I'm pretty upfront about my love for Twenty One Pilots: a rap-rock duo made up of Tyler Joseph and Josh Dun, both self-taught musicians from Columbus, Ohio. They've been making music and plays shows (separately and as a band) for over a decade now. Their last album, Blurryface, went triple platinum, their arena tours sell out in minutes.
This is largely due to their obsessive fanbase, which has slowly grown over the course of the band's career. If and when you attend a Twenty One Pilots' show, it can even be distracting with how rabid the fans are. At the showing of the boys' most recent tour (The Bandito Tour), almost everyone in attendance wore yellow/camo clothing, similar to the outfits worn by the band in their most recent music videos for their new album, "Trench," (of which the tour was in promotion of).
But aside from the screaming fans (who do genuinely love the band), the show was absolutely incredible.
It's no secret that if you dig underneath the surface of the band's lyrics, you'll find their identities as Jesus followers to be at the forefront of their songwriting. In the album booklet that came with physical copies of their new album, the duo make it a point in the thank-you's section to "thank God for sending His Son, and for guiding this band's story from the start."
Even in a recent interview with Alternative Press, Tyler Joseph, the primary lyricist of the band, came forward and addressed that the closing track of "Trench," a piano ballad titled "Leave the City," centered around him struggling with his faith in God.
All this to say: not only is God discussed in their lyrics and album notes, but the band's devotion to God makes for a spiritually compelling live show.
At roughly two hours long, the band covers material from their very first self-titled album back from 2009, to "Trench." Obviously, there are more than enough stunts to keep audiences not just engaged, but amazed, from backflips to drum solos on top of crowds, to a flying sky-bridge...it's truly an athletically impressive feat.

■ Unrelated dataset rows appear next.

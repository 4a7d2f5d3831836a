//! Discrete Bayesian networks with tabular CPDs and exact inference.
//!
//! This module is composed of:
//! - `product`: mixed-radix enumeration of parent-state combinations.
//! - `cpt`: conditional probability tables and their validation.
//! - `heuristic`: additive risk scores compiled into a terminal CPT.
//! - `network`: variables, DAG validation and the network builder.
//! - `inference`: exact posterior queries by enumeration.
//! - `snapshot`: serializable view of a compiled network.

mod cpt;
mod heuristic;
mod inference;
mod network;
mod product;
pub mod snapshot;

pub use cpt::{Cpt, SUM_TOLERANCE};
pub use heuristic::{AdditiveRiskModel, RISK_VARIABLE, RiskTerm, STATE_RISKY, STATE_SAFE};
pub use inference::{InferenceError, PosteriorResult};
pub use network::{BayesianNetwork, NetworkBuilder, NetworkError, RandomVariable};
pub use product::{CartesianProduct, column_index};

But at the heart of the stunt-filled performance, is a narrative that invites the audience into Tyler and Josh's spiritual journey.
The most recent album is conceptual, telling the story of a character escaping an evil city and hoping for freedom from their past self, enduring the rough and unfamiliar outside the city to hopefully find the way to a better life. Very explicit biblical imagery of fire, wilderness, and death are interwoven throughout the lyrics to paint a very earnest and spiritual journey.
Obviously, the live show brings this journey to life in an incredibly visual way, with fire spilling out of an empty Cadillac onstage during the band's thunderous "Jumpsuit" opening, to neon lights glistening over the B-Stage during the haunting, mid-set piano number "Neon Gravestones."
Unlike most other worship sets or concerts I've attended, Twenty One Pilots strive to a paradoxical "less is more" approach to exploring faith with live music: Less explicit preaching means inviting audience members into an emotional experience, where they can project their own struggles with spirituality onto the music, and have God speak into their own life and trials. At the same time, these cues into deeper spiritual thought and reflection are brought out by these more nuanced set designs, where the audience is also invited into a story, to see the characters of the songs and performance as reflections of themselves.
I think many worship bands could learn from this duo's approach: a worship set that isn't afraid to be a little more theatrical, more live-detail-oriented, taps into the storytelling approach that God has always used to reach His people: whether it's the story of Abraham or the parables of Jesus, or even Paul's letters, which constantly call followers of God to reflect on the stories and parables of Scripture to allow God to speak His Truth.
At the end of the day, Twenty One Pilots are producing some of the most spiritually engaging live experiences in modern Christian culture, and everyone needs to be taking greater notice.